* [Task goal]
The job is to find each line of the records below that includes the word "const" and copy it.

* [Data for this task]
□ □ □
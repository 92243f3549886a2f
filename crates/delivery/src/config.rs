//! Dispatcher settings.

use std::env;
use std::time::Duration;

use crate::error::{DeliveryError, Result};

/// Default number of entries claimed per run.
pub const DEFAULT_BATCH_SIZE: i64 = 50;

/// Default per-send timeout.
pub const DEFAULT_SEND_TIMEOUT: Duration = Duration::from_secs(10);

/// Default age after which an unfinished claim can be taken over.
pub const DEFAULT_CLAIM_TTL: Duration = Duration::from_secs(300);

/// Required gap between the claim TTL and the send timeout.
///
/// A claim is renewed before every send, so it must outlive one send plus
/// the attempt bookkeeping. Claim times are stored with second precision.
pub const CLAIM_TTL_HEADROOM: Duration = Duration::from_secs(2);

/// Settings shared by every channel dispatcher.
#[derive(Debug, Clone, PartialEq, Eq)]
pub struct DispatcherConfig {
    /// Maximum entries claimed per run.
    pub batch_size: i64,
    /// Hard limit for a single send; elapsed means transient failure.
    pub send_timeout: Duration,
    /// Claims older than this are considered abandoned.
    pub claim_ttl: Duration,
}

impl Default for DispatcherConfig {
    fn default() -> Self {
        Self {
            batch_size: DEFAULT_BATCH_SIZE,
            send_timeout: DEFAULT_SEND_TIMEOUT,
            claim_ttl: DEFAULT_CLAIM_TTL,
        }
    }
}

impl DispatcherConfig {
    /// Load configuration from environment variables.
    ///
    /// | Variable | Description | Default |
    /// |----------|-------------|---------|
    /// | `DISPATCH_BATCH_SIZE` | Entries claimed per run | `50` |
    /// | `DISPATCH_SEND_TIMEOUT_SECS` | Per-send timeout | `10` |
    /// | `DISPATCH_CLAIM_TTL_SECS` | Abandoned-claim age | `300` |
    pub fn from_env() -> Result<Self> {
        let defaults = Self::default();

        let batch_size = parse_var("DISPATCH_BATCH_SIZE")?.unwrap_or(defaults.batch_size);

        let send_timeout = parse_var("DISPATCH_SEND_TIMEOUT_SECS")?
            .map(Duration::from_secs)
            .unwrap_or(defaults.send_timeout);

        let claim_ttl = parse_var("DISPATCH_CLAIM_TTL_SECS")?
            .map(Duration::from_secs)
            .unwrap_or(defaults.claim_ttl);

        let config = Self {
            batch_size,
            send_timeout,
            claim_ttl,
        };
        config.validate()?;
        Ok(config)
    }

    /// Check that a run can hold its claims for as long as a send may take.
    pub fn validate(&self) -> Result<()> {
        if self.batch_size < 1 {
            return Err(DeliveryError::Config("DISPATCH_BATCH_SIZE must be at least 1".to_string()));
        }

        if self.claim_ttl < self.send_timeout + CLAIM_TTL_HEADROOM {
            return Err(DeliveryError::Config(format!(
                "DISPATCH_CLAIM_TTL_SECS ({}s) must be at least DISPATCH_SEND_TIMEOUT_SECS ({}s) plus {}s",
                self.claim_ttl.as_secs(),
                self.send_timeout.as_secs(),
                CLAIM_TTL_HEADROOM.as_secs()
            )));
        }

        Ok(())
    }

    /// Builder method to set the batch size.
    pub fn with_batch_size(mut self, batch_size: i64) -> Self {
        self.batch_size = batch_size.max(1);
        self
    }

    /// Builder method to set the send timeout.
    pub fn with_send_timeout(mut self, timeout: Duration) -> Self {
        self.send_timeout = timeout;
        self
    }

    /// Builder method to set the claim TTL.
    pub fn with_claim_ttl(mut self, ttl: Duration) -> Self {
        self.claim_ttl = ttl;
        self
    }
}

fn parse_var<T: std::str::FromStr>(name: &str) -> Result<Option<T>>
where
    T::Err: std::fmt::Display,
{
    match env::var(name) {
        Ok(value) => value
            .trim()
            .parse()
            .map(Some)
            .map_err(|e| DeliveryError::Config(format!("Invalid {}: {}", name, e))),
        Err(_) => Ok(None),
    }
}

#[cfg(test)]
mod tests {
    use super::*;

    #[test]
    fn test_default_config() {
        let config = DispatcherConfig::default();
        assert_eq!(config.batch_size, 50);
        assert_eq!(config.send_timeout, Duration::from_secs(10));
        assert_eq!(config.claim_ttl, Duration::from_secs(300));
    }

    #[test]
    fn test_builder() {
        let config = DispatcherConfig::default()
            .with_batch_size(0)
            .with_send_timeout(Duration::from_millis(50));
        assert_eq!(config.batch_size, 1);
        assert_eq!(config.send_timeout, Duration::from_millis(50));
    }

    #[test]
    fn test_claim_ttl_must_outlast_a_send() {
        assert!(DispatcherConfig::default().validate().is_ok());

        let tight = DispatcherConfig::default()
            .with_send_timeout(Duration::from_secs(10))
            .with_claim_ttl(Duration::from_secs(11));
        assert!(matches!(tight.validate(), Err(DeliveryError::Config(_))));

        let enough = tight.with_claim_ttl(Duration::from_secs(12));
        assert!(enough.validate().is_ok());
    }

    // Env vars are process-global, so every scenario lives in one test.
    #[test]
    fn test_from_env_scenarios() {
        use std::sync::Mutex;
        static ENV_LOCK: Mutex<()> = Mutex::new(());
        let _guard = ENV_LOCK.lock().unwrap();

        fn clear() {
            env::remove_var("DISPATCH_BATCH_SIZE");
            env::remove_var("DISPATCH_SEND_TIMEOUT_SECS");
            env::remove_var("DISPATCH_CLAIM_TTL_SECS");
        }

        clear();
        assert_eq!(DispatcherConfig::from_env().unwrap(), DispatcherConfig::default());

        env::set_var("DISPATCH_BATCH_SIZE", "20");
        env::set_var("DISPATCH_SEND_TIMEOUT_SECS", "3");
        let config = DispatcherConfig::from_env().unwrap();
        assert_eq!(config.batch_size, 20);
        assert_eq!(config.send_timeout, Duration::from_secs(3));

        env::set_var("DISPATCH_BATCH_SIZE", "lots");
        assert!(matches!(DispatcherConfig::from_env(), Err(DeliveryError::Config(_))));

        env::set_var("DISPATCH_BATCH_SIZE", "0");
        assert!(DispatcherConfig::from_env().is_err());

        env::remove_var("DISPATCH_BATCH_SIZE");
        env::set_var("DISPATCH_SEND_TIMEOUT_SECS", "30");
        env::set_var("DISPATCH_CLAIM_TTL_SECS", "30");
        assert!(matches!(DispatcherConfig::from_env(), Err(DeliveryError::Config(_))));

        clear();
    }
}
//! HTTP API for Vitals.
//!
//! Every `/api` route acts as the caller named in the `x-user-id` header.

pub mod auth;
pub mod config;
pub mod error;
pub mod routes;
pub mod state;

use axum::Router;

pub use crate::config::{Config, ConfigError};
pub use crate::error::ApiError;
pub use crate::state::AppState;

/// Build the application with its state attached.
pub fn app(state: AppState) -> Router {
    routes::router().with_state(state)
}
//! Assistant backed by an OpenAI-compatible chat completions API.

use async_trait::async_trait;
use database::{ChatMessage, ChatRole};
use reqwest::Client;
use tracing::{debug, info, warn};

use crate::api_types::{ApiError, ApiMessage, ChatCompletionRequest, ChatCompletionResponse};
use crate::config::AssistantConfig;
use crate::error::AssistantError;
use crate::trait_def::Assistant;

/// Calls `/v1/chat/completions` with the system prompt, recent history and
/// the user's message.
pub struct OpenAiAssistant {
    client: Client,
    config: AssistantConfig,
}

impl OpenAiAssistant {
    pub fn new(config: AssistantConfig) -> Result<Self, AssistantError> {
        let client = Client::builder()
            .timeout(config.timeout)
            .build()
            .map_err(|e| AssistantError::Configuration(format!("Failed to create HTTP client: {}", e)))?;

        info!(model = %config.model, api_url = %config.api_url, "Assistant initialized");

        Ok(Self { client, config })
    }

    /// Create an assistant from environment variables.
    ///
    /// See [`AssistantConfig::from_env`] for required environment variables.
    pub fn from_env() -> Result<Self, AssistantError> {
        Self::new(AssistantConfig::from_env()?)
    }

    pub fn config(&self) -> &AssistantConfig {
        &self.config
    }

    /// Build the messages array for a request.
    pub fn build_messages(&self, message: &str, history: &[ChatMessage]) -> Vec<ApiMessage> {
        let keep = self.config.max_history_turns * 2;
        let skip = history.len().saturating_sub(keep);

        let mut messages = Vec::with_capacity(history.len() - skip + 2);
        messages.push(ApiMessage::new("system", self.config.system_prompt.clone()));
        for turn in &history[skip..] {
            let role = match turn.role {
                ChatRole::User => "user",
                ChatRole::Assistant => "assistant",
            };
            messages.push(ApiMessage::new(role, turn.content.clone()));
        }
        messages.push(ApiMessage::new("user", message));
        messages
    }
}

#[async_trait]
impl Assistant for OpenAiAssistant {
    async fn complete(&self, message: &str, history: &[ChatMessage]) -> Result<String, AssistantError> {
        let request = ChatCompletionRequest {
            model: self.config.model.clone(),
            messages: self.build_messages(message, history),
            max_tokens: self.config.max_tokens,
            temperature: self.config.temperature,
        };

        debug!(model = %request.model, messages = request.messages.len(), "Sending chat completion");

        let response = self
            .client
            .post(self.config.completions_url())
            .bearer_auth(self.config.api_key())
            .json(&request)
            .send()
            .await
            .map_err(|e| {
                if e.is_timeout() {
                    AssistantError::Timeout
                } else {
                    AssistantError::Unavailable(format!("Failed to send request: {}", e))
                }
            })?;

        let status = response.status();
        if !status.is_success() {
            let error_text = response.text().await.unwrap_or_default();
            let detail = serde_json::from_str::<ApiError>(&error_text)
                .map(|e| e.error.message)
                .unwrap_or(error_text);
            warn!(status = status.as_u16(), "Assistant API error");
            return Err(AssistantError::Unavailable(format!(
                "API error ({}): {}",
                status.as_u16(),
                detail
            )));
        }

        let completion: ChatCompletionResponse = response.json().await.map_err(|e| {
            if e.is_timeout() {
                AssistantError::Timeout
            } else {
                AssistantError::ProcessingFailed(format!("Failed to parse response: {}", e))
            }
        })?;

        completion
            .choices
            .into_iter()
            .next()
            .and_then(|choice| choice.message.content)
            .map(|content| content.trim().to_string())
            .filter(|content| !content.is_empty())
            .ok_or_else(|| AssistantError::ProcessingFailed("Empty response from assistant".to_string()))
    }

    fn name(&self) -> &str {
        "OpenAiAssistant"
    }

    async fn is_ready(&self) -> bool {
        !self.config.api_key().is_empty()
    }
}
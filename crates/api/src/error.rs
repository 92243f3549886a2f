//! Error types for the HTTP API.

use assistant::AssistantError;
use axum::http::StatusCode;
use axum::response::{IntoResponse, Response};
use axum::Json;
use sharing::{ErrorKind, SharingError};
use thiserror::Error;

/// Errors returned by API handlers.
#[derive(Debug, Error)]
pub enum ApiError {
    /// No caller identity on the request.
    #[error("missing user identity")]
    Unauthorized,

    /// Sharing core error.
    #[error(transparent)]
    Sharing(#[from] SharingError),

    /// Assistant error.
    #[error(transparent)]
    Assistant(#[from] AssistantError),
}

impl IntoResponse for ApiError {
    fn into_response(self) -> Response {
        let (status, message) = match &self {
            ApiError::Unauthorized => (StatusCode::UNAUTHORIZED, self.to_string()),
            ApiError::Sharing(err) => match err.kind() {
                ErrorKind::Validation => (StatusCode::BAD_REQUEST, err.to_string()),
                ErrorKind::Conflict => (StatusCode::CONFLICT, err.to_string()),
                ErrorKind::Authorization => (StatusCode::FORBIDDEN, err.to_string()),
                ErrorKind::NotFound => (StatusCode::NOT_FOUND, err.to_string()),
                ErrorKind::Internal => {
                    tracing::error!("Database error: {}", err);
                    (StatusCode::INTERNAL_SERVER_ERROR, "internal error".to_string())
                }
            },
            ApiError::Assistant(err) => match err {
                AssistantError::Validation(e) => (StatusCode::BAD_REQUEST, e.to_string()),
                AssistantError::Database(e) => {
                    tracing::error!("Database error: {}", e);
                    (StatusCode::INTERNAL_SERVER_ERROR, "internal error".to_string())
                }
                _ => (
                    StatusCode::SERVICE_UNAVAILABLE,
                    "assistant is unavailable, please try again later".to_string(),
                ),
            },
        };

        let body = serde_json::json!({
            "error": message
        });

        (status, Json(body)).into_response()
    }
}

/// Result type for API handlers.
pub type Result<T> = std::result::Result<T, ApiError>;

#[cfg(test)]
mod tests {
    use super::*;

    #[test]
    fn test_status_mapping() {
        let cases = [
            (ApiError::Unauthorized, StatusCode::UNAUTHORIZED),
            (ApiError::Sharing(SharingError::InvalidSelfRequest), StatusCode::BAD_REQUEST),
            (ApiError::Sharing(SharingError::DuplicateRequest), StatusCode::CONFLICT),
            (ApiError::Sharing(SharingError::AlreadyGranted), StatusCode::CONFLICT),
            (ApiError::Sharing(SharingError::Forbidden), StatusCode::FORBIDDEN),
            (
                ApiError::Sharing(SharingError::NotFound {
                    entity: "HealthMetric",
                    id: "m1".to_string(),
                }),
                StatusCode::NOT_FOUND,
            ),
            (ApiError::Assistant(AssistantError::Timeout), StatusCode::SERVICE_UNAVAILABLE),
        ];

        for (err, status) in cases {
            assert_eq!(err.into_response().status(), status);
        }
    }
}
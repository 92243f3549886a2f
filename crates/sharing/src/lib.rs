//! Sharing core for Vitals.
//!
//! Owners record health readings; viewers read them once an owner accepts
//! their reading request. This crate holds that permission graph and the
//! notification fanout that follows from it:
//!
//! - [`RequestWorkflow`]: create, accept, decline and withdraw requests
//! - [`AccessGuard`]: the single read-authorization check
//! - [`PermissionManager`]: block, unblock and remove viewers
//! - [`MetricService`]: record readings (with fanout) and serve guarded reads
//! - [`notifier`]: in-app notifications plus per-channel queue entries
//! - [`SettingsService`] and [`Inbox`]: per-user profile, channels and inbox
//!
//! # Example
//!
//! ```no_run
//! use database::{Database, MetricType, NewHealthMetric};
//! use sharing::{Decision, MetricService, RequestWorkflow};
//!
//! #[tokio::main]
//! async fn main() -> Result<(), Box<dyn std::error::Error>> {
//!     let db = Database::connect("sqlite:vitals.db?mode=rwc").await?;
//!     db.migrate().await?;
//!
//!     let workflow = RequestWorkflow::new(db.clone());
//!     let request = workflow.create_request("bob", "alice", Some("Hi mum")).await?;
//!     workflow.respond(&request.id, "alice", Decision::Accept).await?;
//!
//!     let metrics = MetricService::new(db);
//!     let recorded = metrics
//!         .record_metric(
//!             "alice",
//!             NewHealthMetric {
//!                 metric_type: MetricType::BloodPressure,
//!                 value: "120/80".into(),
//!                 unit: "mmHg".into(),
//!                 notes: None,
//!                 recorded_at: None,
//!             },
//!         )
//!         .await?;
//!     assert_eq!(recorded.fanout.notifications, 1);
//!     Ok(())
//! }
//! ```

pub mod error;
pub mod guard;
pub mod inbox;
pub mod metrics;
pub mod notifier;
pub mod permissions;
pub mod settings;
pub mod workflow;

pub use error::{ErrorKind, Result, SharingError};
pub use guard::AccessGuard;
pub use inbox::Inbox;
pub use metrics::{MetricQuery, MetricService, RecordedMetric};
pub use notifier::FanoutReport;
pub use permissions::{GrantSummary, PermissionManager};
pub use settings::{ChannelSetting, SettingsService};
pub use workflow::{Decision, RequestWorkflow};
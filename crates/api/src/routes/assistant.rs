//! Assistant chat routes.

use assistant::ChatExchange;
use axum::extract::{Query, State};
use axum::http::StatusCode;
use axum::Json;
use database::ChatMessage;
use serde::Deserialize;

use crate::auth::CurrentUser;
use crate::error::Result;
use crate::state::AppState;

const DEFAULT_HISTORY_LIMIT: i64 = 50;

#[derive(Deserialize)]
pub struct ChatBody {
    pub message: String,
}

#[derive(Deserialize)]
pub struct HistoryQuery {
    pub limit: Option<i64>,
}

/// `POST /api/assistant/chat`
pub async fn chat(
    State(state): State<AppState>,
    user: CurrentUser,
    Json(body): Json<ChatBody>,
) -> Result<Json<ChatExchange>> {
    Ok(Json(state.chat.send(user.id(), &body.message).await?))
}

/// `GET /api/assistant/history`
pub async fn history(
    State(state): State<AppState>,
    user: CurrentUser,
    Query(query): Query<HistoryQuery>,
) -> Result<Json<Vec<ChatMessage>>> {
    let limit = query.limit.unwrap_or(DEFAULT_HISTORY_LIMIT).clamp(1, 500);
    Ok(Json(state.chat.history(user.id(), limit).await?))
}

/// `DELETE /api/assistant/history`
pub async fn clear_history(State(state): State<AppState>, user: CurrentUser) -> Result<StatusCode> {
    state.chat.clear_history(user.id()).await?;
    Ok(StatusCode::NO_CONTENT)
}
□ □ □
* [Output of the exercise]
pub const DEFAULT_BATCH_SIZE: i64 = 50;
pub const DEFAULT_SEND_TIMEOUT: Duration = Duration::from_secs(10);
pub const DEFAULT_CLAIM_TTL: Duration = Duration::from_secs(300);
pub const CLAIM_TTL_HEADROOM: Duration = Duration::from_secs(2);
const DEFAULT_HISTORY_LIMIT: i64 = 50;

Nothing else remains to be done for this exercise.